Long before I considered teaching my children from home our family had adopted the habit of morning time. We’d come together, open God’s word, pray, read, play and discover the world before separating into our individual routines. How did this begin? I didn’t have an epiphany as I read the scriptures. There was no correlation between how Jesus bonded with and taught the 12 that brought about our quaint routine. At the time, I had never heard of Pam Barnhill, Sarah Mackenzie, Charlotte Mason, or any other home school savant. I hadn’t even read a single book on child education. No, Bean, my then 3-year-old, came up with it after watching the highly regarded kids’ educational show called Blue’s Clues. Yes, the episode titled “Blue Takes You to School” started it all. Periwinkle, the cat, begins preschool and wants to know Blue’s favorite part of the day. The paw prints lead to circle time which is a section of the class that leads the students to a rug where they learn and share together. It even had its own song “Circle time, circle time, it can be anything as long as we’re together.”
As an enthusiastic new big brother, Bean wanted to share circle time with his sister. After breakfast, we’d plop her pudgy baby booty into her Bumbo and gather around on the floor. There, with help from me, Bean would re-enact an abridged version of his Sunday School Class. Singing with puppets and dolls, he would teach her that her senses

were God gifts and could be used to explore the world the Father had made. (Mostly with Moo Moos here and there and the like) The whole cute scene took only five minutes but bonded us for the day. Afterward, I would nurse the girl, Bean would snuggle beside us and we’d watch a show or listen to an audiobook together. I had no idea how this little habit would grow into the feast of fellowship it has become.541417081_7960714e0a_m (1)Homeschool grew more formal. Circle time became known as together time. Morning routine switched to the afternoon and back again. Still, together time was our bonding time. As the kids sprouted, we used curriculum like My Father’s World to guide our time and introduce us to missionaries of the past and unseen populations of the world. We added prayer baskets and dedicated time to hymns and celebration. Then teen life started and with it a new curriculum and a more rigid schedule. Classical Conversations’ Challenge program seemed like a perfect segway between family together time and learning to express oneself to one’s peers. So, Bean jumped in. But with Challenge A came a new load of data to digest and a greater need for a more focused individual learning time. At first, we mournfully buried together time. Wasn’t Bean absorbing more important information? The weekly planner was brimming with interesting ideas and hours of workload. Surely together time was just a burden and misplaced use of energy.
What I didn’t see, until the fighting started, was the sudden and scary segregation that canceling our routine would cause. A distance between siblings. Bitter angst on my end and a bit on my boys created walls. On my knees in desperation and tears, God brought a simple tune to my heart. “Circle time, circle time it can be anything as long as we’re together.” Duh! Thank the Lord for Blue’s Clues.

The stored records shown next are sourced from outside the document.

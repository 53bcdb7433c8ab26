//! CLI subcommand implementations.

pub mod chart;
pub mod details;
pub mod labels;
pub mod layout;
pub mod util;
// src/lib.rs

//! Course material and forum synchronizer library

pub mod error;
pub mod fetcher;
pub mod models;
pub mod pipeline;
pub mod services;
pub mod storage;
pub mod utils;
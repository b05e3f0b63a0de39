// src/pipeline/sync.rs

//! Whole-run entry point: open the manifest, discover courses, dispatch, flush.

use std::future::Future;
use std::path::Path;
use std::pin::Pin;
use std::time::{Duration, Instant};

use crate::error::Result;
use crate::fetcher::ContentFetcher;
use crate::models::{CompiledSelectors, Config};
use crate::services::CourseDiscovery;
use crate::storage::ManifestStore;

use super::dispatch::{DispatchReport, Dispatcher};

/// Outcome of a full synchronization run.
#[derive(Debug, Clone, Default)]
pub struct SyncReport {
    pub courses: usize,
    pub dispatch: DispatchReport,
    pub elapsed: Duration,
}

impl SyncReport {
    pub fn interrupted(&self) -> bool {
        self.dispatch.interrupted
    }

    /// True when every course finished and nothing was interrupted.
    pub fn is_clean(&self) -> bool {
        !self.interrupted() && self.dispatch.failed.is_empty()
    }
}

/// Run one synchronization over every enrolled course.
///
/// The manifest is acquired at the start and flushed exactly once before
/// returning, whether discovery failed, a course failed, or `shutdown`
/// fired. Only a manifest that cannot be read or written fails the run
/// without a flush.
pub async fn run_sync<S>(
    config: &Config,
    storage_dir: &Path,
    fetcher: &dyn ContentFetcher,
    shutdown: S,
) -> Result<SyncReport>
where
    S: Future<Output = ()>,
{
    let started = Instant::now();
    let selectors = config.selectors.compile()?;
    let mut store = ManifestStore::open(config, storage_dir).await?;
    log::info!(
        "Session root {} ({} known courses)",
        store.root().display(),
        store.manifest().len()
    );

    tokio::pin!(shutdown);
    let outcome = sync_courses(config, fetcher, &selectors, &mut store, &mut shutdown).await;
    let flushed = store.flush().await;

    let mut report = outcome?;
    flushed?;
    report.elapsed = started.elapsed();
    Ok(report)
}

async fn sync_courses<S>(
    config: &Config,
    fetcher: &dyn ContentFetcher,
    selectors: &CompiledSelectors,
    store: &mut ManifestStore,
    shutdown: &mut Pin<&mut S>,
) -> Result<SyncReport>
where
    S: Future<Output = ()>,
{
    let discovery = CourseDiscovery::new(fetcher, selectors);
    let records = tokio::select! {
        biased;
        _ = shutdown.as_mut() => {
            log::warn!("Interrupted during course discovery");
            return Ok(SyncReport {
                dispatch: DispatchReport {
                    interrupted: true,
                    ..DispatchReport::default()
                },
                ..SyncReport::default()
            });
        }
        records = discovery.discover(store, &config.portal.courses_url) => records?,
    };

    let courses = records.len();
    let dispatch = Dispatcher::new(fetcher, selectors, config.sync.max_concurrent)
        .run(records, store.manifest_mut(), shutdown.as_mut())
        .await;

    Ok(SyncReport {
        courses,
        dispatch,
        elapsed: Duration::ZERO,
    })
}
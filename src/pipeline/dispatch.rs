// src/pipeline/dispatch.rs

//! Parallel dispatcher: one synchronization task per course, bounded by
//! `sync.max_concurrent`, merged back into the manifest in completion order.

use std::any::Any;
use std::future::Future;
use std::panic::AssertUnwindSafe;

use futures::{FutureExt, StreamExt, stream};

use crate::error::Result;
use crate::fetcher::ContentFetcher;
use crate::models::{CompiledSelectors, CourseRecord, CourseSummary};
use crate::services::CourseSynchronizer;
use crate::storage::Manifest;

/// A course whose task ended in an error or panic.
#[derive(Debug, Clone, PartialEq, Eq)]
pub struct CourseFailure {
    pub name: String,
    pub reason: String,
}

/// What one dispatch round did.
#[derive(Debug, Clone, Default)]
pub struct DispatchReport {
    /// Courses whose task finished without error
    pub synced: usize,

    pub failed: Vec<CourseFailure>,

    /// Counts summed over every finished course
    pub totals: CourseSummary,

    /// Set when the shutdown signal fired before all tasks finished
    pub interrupted: bool,
}

impl DispatchReport {
    fn absorb(&mut self, summary: &CourseSummary) {
        self.synced += 1;
        self.totals.new_docs += summary.new_docs;
        self.totals.new_posts += summary.new_posts;
        self.totals.failed_downloads += summary.failed_downloads;
    }
}

/// Runs [`CourseSynchronizer`] across courses.
pub struct Dispatcher<'a> {
    fetcher: &'a dyn ContentFetcher,
    selectors: &'a CompiledSelectors,
    max_concurrent: usize,
}

impl<'a> Dispatcher<'a> {
    pub fn new(
        fetcher: &'a dyn ContentFetcher,
        selectors: &'a CompiledSelectors,
        max_concurrent: usize,
    ) -> Self {
        Self {
            fetcher,
            selectors,
            max_concurrent: max_concurrent.max(1),
        }
    }

    /// Synchronize every record, merging each into `manifest` as it completes.
    ///
    /// A failing or panicking course never stops the others. Its record still
    /// carries every id whose side effect finished, and that progress is merged
    /// too. When `shutdown` resolves, in-flight tasks are dropped and whatever
    /// they had recorded is merged before returning.
    pub async fn run<S>(
        &self,
        mut records: Vec<CourseRecord>,
        manifest: &mut Manifest,
        shutdown: S,
    ) -> DispatchReport
    where
        S: Future<Output = ()>,
    {
        let mut report = DispatchReport::default();
        log::info!(
            "Synchronizing {} courses ({} at a time)",
            records.len(),
            self.max_concurrent
        );

        let mut tasks = stream::iter(records.iter_mut())
            .map(|record| async move {
                let outcome = AssertUnwindSafe(self.sync_one(record))
                    .catch_unwind()
                    .await;
                (record, outcome)
            })
            .buffer_unordered(self.max_concurrent);

        tokio::pin!(shutdown);
        loop {
            tokio::select! {
                biased;
                _ = &mut shutdown => {
                    log::warn!("Interrupted, keeping progress of unfinished courses");
                    report.interrupted = true;
                    break;
                }
                next = tasks.next() => {
                    let Some((record, outcome)) = next else { break };
                    manifest.merge(record.snapshot());
                    match outcome {
                        Ok(Ok(summary)) => {
                            log::info!(
                                "{}: {} new documents, {} new posts",
                                record.name(),
                                summary.new_docs,
                                summary.new_posts
                            );
                            report.absorb(&summary);
                        }
                        Ok(Err(error)) => {
                            log::error!("{}: {}", record.name(), error);
                            report.failed.push(CourseFailure {
                                name: record.name().to_string(),
                                reason: error.to_string(),
                            });
                        }
                        Err(panic) => {
                            let reason = panic_message(panic.as_ref());
                            log::error!("{}: task panicked: {}", record.name(), reason);
                            report.failed.push(CourseFailure {
                                name: record.name().to_string(),
                                reason,
                            });
                        }
                    }
                }
            }
        }
        drop(tasks);

        if report.interrupted {
            for record in &records {
                manifest.merge(record.snapshot());
            }
        }
        report
    }

    async fn sync_one(&self, record: &mut CourseRecord) -> Result<CourseSummary> {
        CourseSynchronizer::new(self.fetcher, self.selectors)
            .sync(record)
            .await
    }
}

fn panic_message(panic: &(dyn Any + Send)) -> String {
    if let Some(s) = panic.downcast_ref::<&str>() {
        s.to_string()
    } else if let Some(s) = panic.downcast_ref::<String>() {
        s.clone()
    } else {
        "unknown panic".to_string()
    }
}
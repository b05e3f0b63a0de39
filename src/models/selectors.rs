// src/models/selectors.rs

//! Structural markers used to read portal pages.

use regex::Regex;
use scraper::Selector;
use serde::{Deserialize, Serialize};

use crate::error::{AppError, Result};

/// CSS selectors and URL markers for the portal's markup.
#[derive(Debug, Clone, Serialize, Deserialize)]
#[serde(default)]
pub struct PortalSelectors {
    /// Course card on the listing page
    pub course_item: String,

    /// Attribute on the course card carrying the course id
    pub course_id_attr: String,

    /// Muted label blocks inside a course card
    pub course_label: String,

    /// Index of the label block holding the course name
    pub course_label_index: usize,

    /// Inner element of the label block
    pub course_name: String,

    /// Index of the inner element holding the course name
    pub course_name_index: usize,

    /// Activity links on a course page
    pub resource_link: String,

    /// URL substring identifying the forum/announcements link
    pub forum_marker: String,

    /// URL substring identifying a downloadable resource
    pub resource_marker: String,

    /// Thread listing table body on the forum index
    pub thread_table: String,

    /// Cell holding each thread's conversation link
    pub thread_cell: String,

    /// Post article on a conversation page
    pub post: String,

    /// Attribute on the post article carrying the post id
    pub post_id_attr: String,

    /// Post title
    pub post_title: String,

    /// Post timestamp
    pub post_time: String,

    /// Plain paragraphs of the post body
    pub post_paragraph: String,

    /// Rich-text blocks of the post body
    pub post_rich_text: String,

    /// Links carrying an accessibility label
    pub attachment_link: String,

    /// Pattern an attachment's accessibility label must match
    pub attachment_label_pattern: String,
}

impl Default for PortalSelectors {
    fn default() -> Self {
        Self {
            course_item: "li.course-listitem".to_string(),
            course_id_attr: "data-course-id".to_string(),
            course_label: "div.text-muted".to_string(),
            course_label_index: 1,
            course_name: "div".to_string(),
            course_name_index: 1,
            resource_link: "a.aalink".to_string(),
            forum_marker: "forum".to_string(),
            resource_marker: "resource".to_string(),
            thread_table: "tbody".to_string(),
            thread_cell: "th".to_string(),
            post: r#"div[data-content="forum-post"]"#.to_string(),
            post_id_attr: "data-post-id".to_string(),
            post_title: "h3".to_string(),
            post_time: "time".to_string(),
            post_paragraph: "p".to_string(),
            post_rich_text: "div.text_to_html".to_string(),
            attachment_link: "a[aria-label]".to_string(),
            attachment_label_pattern: "^Attachment".to_string(),
        }
    }
}

impl PortalSelectors {
    /// Check that every selector and pattern parses.
    pub fn validate(&self) -> Result<()> {
        for selector in [
            &self.course_item,
            &self.course_label,
            &self.course_name,
            &self.resource_link,
            &self.thread_table,
            &self.thread_cell,
            &self.post,
            &self.post_title,
            &self.post_time,
            &self.post_paragraph,
            &self.post_rich_text,
            &self.attachment_link,
        ] {
            parse_selector(selector)?;
        }
        Regex::new(&self.attachment_label_pattern)
            .map_err(|e| AppError::selector(&self.attachment_label_pattern, e))?;
        if self.forum_marker.is_empty() || self.resource_marker.is_empty() {
            return Err(AppError::validation("URL markers must not be empty"));
        }
        Ok(())
    }

    /// Compile into ready-to-use matchers.
    pub fn compile(&self) -> Result<CompiledSelectors> {
        Ok(CompiledSelectors {
            course_item: parse_selector(&self.course_item)?,
            course_label: parse_selector(&self.course_label)?,
            course_name: parse_selector(&self.course_name)?,
            resource_link: parse_selector(&self.resource_link)?,
            thread_table: parse_selector(&self.thread_table)?,
            thread_cell: parse_selector(&self.thread_cell)?,
            anchor: parse_selector("a")?,
            post: parse_selector(&self.post)?,
            post_title: parse_selector(&self.post_title)?,
            post_time: parse_selector(&self.post_time)?,
            post_paragraph: parse_selector(&self.post_paragraph)?,
            post_rich_text: parse_selector(&self.post_rich_text)?,
            attachment_link: parse_selector(&self.attachment_link)?,
            attachment_label: Regex::new(&self.attachment_label_pattern)
                .map_err(|e| AppError::selector(&self.attachment_label_pattern, e))?,
            raw: self.clone(),
        })
    }
}

/// Parsed form of [`PortalSelectors`], shared read-only across course tasks.
#[derive(Debug, Clone)]
pub struct CompiledSelectors {
    pub course_item: Selector,
    pub course_label: Selector,
    pub course_name: Selector,
    pub resource_link: Selector,
    pub thread_table: Selector,
    pub thread_cell: Selector,
    pub anchor: Selector,
    pub post: Selector,
    pub post_title: Selector,
    pub post_time: Selector,
    pub post_paragraph: Selector,
    pub post_rich_text: Selector,
    pub attachment_link: Selector,
    pub attachment_label: Regex,
    pub raw: PortalSelectors,
}

/// Parse a CSS selector, mapping failures to [`AppError::Selector`].
pub fn parse_selector(s: &str) -> Result<Selector> {
    Selector::parse(s).map_err(|e| AppError::selector(s, format!("{e:?}")))
}
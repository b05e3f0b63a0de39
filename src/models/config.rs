//! Application configuration structures.

use std::fs;
use std::path::{Path, PathBuf};

use serde::{Deserialize, Serialize};

use crate::error::{AppError, Result};
use crate::fetcher::Browser;
use crate::models::PortalSelectors;

/// Root application configuration.
#[derive(Debug, Clone, Default, Serialize, Deserialize)]
pub struct Config {
    /// Portal endpoints and semester
    #[serde(default)]
    pub portal: PortalConfig,

    /// HTTP behavior for page fetches and downloads
    #[serde(default)]
    pub fetcher: FetcherConfig,

    /// Synchronization behavior and on-disk names
    #[serde(default)]
    pub sync: SyncConfig,

    /// Browser profile holding the portal session
    #[serde(default, skip_serializing_if = "Option::is_none")]
    pub session: Option<Browser>,

    /// Structural markers used to read portal pages
    #[serde(default)]
    pub selectors: PortalSelectors,

    /// Logging settings
    #[serde(default)]
    pub logging: LoggingConfig,
}

impl Config {
    /// Load configuration from a TOML file.
    pub fn load(path: impl AsRef<Path>) -> Result<Self> {
        let content = fs::read_to_string(path)?;
        Ok(toml::from_str(&content)?)
    }

    /// Load configuration, or defaults when the file does not exist yet.
    ///
    /// A file that exists but cannot be read or parsed is still an error.
    pub fn load_or_default(path: impl AsRef<Path>) -> Result<Self> {
        let path = path.as_ref();
        if !path.exists() {
            return Ok(Self::default());
        }
        Self::load(path)
    }

    /// Write configuration back as TOML.
    pub fn save(&self, path: impl AsRef<Path>) -> Result<()> {
        let content = toml::to_string_pretty(self)?;
        fs::write(path, content)?;
        Ok(())
    }

    /// Validate configuration values for basic sanity.
    pub fn validate(&self) -> Result<()> {
        if self.fetcher.user_agent.trim().is_empty() {
            return Err(AppError::validation("fetcher.user_agent is empty"));
        }
        if self.fetcher.page_timeout_secs == 0 {
            return Err(AppError::validation("fetcher.page_timeout_secs must be > 0"));
        }
        if self.fetcher.download_timeout_secs == 0 {
            return Err(AppError::validation(
                "fetcher.download_timeout_secs must be > 0",
            ));
        }
        if self.sync.max_concurrent == 0 {
            return Err(AppError::validation("sync.max_concurrent must be > 0"));
        }
        for (key, name) in [
            ("sync.manifest_name", &self.sync.manifest_name),
            ("sync.transcript_name", &self.sync.transcript_name),
            ("sync.fallback_file_name", &self.sync.fallback_file_name),
        ] {
            if name.trim().is_empty() || name.contains(['/', '\\']) {
                return Err(AppError::validation(format!(
                    "{key} must be a plain file name"
                )));
            }
        }
        url::Url::parse(&self.portal.courses_url)?;
        url::Url::parse(&self.portal.course_url)?;
        self.selectors.validate()
    }

    /// Session root directory under `storage_dir` for the configured semester.
    pub fn session_root(&self, storage_dir: &Path) -> PathBuf {
        storage_dir.join(format!("Sem{}", self.portal.semester))
    }

    /// Manifest file path under the session root.
    pub fn manifest_path(&self, storage_dir: &Path) -> PathBuf {
        self.session_root(storage_dir).join(&self.sync.manifest_name)
    }
}

/// Portal endpoints.
#[derive(Debug, Clone, Serialize, Deserialize)]
pub struct PortalConfig {
    /// Landing page listing enrolled courses
    #[serde(default = "defaults::courses_url")]
    pub courses_url: String,

    /// Course page URL prefix; the course id is appended
    #[serde(default = "defaults::course_url")]
    pub course_url: String,

    /// Semester number, names the session directory (`Sem{n}`)
    #[serde(default = "defaults::semester")]
    pub semester: u32,
}

impl Default for PortalConfig {
    fn default() -> Self {
        Self {
            courses_url: defaults::courses_url(),
            course_url: defaults::course_url(),
            semester: defaults::semester(),
        }
    }
}

impl PortalConfig {
    /// Full course page URL for a course id.
    pub fn course_page(&self, course_id: &str) -> String {
        format!("{}{}", self.course_url, course_id)
    }
}

/// HTTP client settings.
#[derive(Debug, Clone, Serialize, Deserialize)]
pub struct FetcherConfig {
    /// User-Agent header for HTTP requests
    #[serde(default = "defaults::user_agent")]
    pub user_agent: String,

    /// Timeout for page fetches in seconds
    #[serde(default = "defaults::page_timeout")]
    pub page_timeout_secs: u64,

    /// Timeout for file downloads in seconds
    #[serde(default = "defaults::download_timeout")]
    pub download_timeout_secs: u64,
}

impl Default for FetcherConfig {
    fn default() -> Self {
        Self {
            user_agent: defaults::user_agent(),
            page_timeout_secs: defaults::page_timeout(),
            download_timeout_secs: defaults::download_timeout(),
        }
    }
}

/// Synchronization settings.
#[derive(Debug, Clone, Serialize, Deserialize)]
pub struct SyncConfig {
    /// Maximum number of courses synchronized at once
    #[serde(default = "defaults::max_concurrent")]
    pub max_concurrent: usize,

    /// Manifest file name inside the session root
    #[serde(default = "defaults::manifest_name")]
    pub manifest_name: String,

    /// Transcript file name inside each course directory
    #[serde(default = "defaults::transcript_name")]
    pub transcript_name: String,

    /// Base name for downloads the server does not name
    #[serde(default = "defaults::fallback_file_name")]
    pub fallback_file_name: String,
}

impl Default for SyncConfig {
    fn default() -> Self {
        Self {
            max_concurrent: defaults::max_concurrent(),
            manifest_name: defaults::manifest_name(),
            transcript_name: defaults::transcript_name(),
            fallback_file_name: defaults::fallback_file_name(),
        }
    }
}

/// Logging settings.
#[derive(Debug, Clone, Serialize, Deserialize)]
pub struct LoggingConfig {
    /// Default log filter when `RUST_LOG` is unset
    #[serde(default = "defaults::log_level")]
    pub level: String,
}

impl Default for LoggingConfig {
    fn default() -> Self {
        Self {
            level: defaults::log_level(),
        }
    }
}

mod defaults {
    // Portal defaults
    pub fn courses_url() -> String {
        "https://moodle.iitb.ac.in/my/courses.php".into()
    }
    pub fn course_url() -> String {
        "https://moodle.iitb.ac.in/course/view.php?id=".into()
    }
    pub fn semester() -> u32 {
        6
    }

    // Fetcher defaults
    pub fn user_agent() -> String {
        "Mozilla/5.0 (Windows NT 10.0; Win64; x64; rv:109.0) Gecko/20100101 Firefox/116.0".into()
    }
    pub fn page_timeout() -> u64 {
        12
    }
    pub fn download_timeout() -> u64 {
        30
    }

    // Sync defaults
    pub fn max_concurrent() -> usize {
        std::thread::available_parallelism()
            .map(|n| n.get())
            .unwrap_or(4)
    }
    pub fn manifest_name() -> String {
        "available.json".into()
    }
    pub fn transcript_name() -> String {
        "posts.txt".into()
    }
    pub fn fallback_file_name() -> String {
        "download".into()
    }

    pub fn log_level() -> String {
        "info".into()
    }
}
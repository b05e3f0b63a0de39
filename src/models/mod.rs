// src/models/mod.rs

//! Domain models for the synchronizer.
//!
//! This module contains all data structures used throughout the application,
//! organized by their primary purpose.

mod config;
mod course;
mod forum;
mod selectors;

// Re-export all public types
pub use config::{Config, FetcherConfig, LoggingConfig, PortalConfig, SyncConfig};
pub use course::{CourseEntry, CourseRecord};
pub use forum::{Attachment, ForumOutcome, Post};
pub use selectors::{CompiledSelectors, PortalSelectors, parse_selector};

/// A course as listed on the portal's landing page.
#[derive(Debug, Clone, PartialEq, Eq)]
pub struct ListedCourse {
    pub name: String,
    pub id: String,
}

/// Result of synchronizing one course.
#[derive(Debug, Clone, Default)]
pub struct CourseSummary {
    pub new_docs: usize,
    pub new_posts: usize,
    pub failed_downloads: usize,
    pub forum_skipped: bool,
}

So, together time morphed and returned to its humble beginnings. It couldn’t last 2-3 hours every day. But 15 minutes was enough to reunite us and pump us up for harder labor. What does it look like now, you ask? Like the song says it can be anything. Recently it’s been a short Bible verse discussed with the five common topics. Following that is a short cursive lesson which review for Bean but new for Sprout. Sometimes we toss in a poem or hymn. More often than not we leave the languid family read aloud for evening time or even Audible it out on car drives. One blessing is combining subjects to broaden our conversation while limiting our time spent. With books like Prayers that Changed History by Tricia Goyer, we can lump Bible study, prayer time, history, geography, and character training into one 20 minute reading. We add in time whenever, wherever, and however, we can. If Bean is ahead in his week or family strain is getting palpable, we ramble through our time instead of blast through it. Discovering new material. Revisiting old friends. Drilling Latin or math facts. Playing a short game, “educational” or not. Singing and praying. It truly can be anything… as long as we’re together.
The teen years and Challenge years are not the time to drop out of routines. Family involvement is more crucial than ever. If you’ve never instituted a together learning time, do so! You won’t regret it. Will kids always joyfully sit beside you and read? Uh, nope. Do you have to make it ultra-academic? Again, nope. Will you get behind in the curriculum? Uh, possibly. But what’s more exhilarating than going down a relational rabbit trail filled with light bulb moments and laughter. Just remember it doesn’t have to take all morning. It’s the connection that’s vital. Trials become adventures only when they are traveled with friends and family. Together time is the perfect way to remind yourself and your kids that you’re a team and life is the best mission ever.
Gather your kiddos. Allow them to bring a coloring book and crayons, a sketchpad and pencil, maybe play dough, or even a puzzle. As long as their task is quiet and not distracting let them bring it along. Next, is grab your favorite book and your favorite snack to share. Set a timer for 15 minutes and go. When the buzzer sounds, put down your book. Hooray! You’ve finished your first together time. But you were in the middle of a chapter? Your kids want more? You don’t want to stop, either? Great! Everyone will be even more excited for tomorrow’s time. Remember this time can be molded and grown, no need to start out elaborately. Keep it simple. Keep it real. Keep it together. You can do this! Let me know how it goes.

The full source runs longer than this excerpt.